§ **Exercise goal**
Each line that has the string "spawn" must be copied from the records below.

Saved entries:
===============
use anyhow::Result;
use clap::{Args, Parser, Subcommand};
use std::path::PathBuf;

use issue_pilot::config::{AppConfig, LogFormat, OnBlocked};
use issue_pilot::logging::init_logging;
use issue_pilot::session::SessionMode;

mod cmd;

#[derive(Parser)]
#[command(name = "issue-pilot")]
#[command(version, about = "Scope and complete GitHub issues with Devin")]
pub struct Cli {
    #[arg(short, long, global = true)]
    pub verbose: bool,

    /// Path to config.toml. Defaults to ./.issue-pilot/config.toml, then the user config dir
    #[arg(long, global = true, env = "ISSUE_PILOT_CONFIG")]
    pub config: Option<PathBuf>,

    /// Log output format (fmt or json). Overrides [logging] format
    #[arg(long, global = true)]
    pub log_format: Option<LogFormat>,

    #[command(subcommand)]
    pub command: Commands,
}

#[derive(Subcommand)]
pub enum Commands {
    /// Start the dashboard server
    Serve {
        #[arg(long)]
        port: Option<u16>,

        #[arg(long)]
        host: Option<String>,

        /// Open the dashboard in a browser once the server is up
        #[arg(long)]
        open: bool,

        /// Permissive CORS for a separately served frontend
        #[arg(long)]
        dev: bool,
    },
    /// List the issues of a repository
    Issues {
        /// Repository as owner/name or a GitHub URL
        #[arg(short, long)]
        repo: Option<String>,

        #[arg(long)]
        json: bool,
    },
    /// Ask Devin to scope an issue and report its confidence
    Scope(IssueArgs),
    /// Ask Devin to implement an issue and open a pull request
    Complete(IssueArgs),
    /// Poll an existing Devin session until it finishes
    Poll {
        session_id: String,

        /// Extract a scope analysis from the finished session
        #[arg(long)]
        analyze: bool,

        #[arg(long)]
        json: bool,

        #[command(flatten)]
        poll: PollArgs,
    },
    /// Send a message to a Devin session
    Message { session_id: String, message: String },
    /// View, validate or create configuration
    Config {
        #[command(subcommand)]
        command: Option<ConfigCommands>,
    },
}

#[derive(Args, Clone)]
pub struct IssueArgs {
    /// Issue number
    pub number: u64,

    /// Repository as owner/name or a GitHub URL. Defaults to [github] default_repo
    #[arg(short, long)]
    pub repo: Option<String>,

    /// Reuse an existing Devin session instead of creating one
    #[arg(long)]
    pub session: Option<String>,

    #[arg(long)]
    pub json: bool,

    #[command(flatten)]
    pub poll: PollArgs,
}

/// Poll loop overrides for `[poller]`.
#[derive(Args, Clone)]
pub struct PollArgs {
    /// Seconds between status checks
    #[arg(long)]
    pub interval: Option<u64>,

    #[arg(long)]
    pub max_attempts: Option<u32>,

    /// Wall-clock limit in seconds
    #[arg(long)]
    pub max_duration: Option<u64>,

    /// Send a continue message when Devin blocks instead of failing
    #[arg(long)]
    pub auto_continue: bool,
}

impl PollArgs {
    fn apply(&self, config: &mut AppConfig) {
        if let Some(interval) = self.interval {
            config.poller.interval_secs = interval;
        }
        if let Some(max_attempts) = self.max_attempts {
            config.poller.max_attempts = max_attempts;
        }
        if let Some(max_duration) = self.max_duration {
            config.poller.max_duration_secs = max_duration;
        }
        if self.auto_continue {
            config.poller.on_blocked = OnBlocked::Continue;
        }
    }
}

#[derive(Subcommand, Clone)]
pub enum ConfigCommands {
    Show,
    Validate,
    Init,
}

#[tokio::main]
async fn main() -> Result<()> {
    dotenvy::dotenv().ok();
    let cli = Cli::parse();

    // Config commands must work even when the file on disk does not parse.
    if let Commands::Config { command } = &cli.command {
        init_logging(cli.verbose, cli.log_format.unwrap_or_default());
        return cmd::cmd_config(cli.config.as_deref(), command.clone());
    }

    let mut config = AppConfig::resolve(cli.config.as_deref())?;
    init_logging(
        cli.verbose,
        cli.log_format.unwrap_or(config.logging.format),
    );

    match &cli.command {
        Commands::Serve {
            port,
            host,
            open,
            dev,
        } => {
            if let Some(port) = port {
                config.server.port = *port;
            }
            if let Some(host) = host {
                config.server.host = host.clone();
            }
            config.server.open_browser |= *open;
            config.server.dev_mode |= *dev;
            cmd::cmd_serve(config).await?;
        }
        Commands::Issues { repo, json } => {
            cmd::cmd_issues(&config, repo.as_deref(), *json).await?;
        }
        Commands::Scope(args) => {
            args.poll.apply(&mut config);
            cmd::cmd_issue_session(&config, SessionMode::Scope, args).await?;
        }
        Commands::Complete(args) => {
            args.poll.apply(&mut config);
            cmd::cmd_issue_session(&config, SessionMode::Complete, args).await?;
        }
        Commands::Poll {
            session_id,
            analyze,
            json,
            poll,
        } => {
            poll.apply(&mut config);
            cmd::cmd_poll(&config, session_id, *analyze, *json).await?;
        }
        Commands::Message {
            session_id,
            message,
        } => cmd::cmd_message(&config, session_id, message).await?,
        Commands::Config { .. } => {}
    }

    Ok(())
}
===============
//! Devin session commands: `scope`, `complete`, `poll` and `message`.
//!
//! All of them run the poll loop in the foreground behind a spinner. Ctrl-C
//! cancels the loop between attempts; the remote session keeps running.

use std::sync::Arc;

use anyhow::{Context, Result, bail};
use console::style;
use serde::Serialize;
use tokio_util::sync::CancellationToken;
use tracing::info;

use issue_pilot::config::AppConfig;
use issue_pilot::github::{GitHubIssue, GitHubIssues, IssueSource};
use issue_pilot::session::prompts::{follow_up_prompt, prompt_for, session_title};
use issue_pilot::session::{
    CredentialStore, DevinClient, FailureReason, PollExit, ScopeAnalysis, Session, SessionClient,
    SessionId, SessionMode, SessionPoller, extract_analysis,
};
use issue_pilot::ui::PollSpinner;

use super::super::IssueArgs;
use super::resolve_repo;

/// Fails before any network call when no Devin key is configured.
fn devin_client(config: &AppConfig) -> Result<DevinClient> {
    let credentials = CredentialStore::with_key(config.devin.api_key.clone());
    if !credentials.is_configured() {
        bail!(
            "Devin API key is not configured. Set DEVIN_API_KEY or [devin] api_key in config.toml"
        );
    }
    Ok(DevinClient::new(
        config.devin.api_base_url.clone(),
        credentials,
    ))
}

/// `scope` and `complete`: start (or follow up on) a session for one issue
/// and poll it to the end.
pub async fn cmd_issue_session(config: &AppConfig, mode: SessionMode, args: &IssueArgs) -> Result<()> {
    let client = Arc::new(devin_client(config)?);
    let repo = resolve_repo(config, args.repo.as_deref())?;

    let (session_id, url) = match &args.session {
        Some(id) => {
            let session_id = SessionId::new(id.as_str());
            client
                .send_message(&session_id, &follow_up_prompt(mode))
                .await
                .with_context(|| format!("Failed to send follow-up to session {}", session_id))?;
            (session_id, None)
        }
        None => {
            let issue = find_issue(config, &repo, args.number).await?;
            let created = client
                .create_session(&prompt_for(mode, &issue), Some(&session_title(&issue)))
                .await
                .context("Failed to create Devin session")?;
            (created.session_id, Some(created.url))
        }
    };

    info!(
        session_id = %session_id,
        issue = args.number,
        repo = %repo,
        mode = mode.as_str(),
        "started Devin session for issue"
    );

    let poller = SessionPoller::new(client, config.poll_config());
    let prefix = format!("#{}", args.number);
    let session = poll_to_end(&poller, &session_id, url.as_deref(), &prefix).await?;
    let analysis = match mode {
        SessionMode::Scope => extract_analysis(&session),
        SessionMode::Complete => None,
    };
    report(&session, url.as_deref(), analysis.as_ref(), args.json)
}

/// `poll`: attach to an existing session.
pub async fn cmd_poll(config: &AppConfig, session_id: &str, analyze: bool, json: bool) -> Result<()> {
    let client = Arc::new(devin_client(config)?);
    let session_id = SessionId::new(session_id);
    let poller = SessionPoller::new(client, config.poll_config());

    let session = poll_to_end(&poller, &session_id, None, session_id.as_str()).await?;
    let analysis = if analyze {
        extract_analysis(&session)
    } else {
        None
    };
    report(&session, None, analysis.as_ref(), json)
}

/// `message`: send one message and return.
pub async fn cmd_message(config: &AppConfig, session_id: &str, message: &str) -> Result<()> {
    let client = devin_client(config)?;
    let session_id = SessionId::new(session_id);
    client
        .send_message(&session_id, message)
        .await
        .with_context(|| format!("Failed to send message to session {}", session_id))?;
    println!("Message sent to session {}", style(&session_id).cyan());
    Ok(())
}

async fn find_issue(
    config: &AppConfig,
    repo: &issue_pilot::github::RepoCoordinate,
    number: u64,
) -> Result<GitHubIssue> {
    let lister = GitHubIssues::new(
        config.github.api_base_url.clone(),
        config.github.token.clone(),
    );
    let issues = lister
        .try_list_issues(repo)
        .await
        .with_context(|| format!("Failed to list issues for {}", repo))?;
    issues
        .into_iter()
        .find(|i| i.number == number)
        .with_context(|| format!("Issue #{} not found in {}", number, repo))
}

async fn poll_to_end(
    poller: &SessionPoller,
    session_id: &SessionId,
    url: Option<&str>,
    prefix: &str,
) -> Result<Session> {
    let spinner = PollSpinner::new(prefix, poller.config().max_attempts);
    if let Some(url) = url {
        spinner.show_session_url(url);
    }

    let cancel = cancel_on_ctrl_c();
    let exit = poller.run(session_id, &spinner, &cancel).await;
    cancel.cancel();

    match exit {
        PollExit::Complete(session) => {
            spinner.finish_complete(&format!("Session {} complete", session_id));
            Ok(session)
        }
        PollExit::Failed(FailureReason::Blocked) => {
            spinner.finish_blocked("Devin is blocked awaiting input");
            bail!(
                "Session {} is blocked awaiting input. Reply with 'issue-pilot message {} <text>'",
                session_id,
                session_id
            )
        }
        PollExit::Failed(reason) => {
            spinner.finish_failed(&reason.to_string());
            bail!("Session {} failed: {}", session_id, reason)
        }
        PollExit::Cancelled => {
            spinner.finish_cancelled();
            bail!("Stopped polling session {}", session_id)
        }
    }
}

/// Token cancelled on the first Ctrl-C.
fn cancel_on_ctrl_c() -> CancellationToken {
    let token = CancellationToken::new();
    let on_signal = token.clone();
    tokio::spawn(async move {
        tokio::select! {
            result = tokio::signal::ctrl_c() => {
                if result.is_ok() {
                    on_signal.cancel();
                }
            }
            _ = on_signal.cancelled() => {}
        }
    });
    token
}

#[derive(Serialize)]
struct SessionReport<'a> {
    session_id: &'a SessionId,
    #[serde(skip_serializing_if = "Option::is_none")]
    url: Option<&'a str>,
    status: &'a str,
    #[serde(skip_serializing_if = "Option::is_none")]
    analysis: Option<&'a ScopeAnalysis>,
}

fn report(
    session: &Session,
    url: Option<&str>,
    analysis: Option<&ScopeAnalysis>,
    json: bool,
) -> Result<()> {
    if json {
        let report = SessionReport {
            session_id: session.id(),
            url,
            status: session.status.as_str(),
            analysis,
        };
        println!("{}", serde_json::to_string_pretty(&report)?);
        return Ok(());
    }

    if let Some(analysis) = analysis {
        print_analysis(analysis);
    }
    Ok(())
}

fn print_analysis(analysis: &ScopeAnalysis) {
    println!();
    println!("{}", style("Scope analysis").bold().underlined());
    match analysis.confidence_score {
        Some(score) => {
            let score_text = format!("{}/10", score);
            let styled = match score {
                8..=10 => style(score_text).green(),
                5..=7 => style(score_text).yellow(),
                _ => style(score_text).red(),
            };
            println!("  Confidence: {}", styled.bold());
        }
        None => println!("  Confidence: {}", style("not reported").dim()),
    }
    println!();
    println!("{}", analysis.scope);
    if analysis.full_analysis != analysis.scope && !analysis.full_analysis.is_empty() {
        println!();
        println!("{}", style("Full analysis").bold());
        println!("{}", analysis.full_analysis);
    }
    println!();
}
===============
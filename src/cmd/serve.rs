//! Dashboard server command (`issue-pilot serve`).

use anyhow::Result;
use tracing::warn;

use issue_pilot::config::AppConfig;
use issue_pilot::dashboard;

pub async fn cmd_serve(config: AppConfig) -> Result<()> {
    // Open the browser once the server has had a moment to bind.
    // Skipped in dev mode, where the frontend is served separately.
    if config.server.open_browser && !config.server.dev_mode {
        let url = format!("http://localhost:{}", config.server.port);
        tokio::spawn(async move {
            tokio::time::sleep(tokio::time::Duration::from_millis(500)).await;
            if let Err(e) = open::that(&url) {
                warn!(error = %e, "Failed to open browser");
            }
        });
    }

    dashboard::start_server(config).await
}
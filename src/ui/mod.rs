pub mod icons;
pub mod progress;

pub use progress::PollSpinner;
===============
§ **Task result**
    tokio::spawn(async move {
        tokio::spawn(async move {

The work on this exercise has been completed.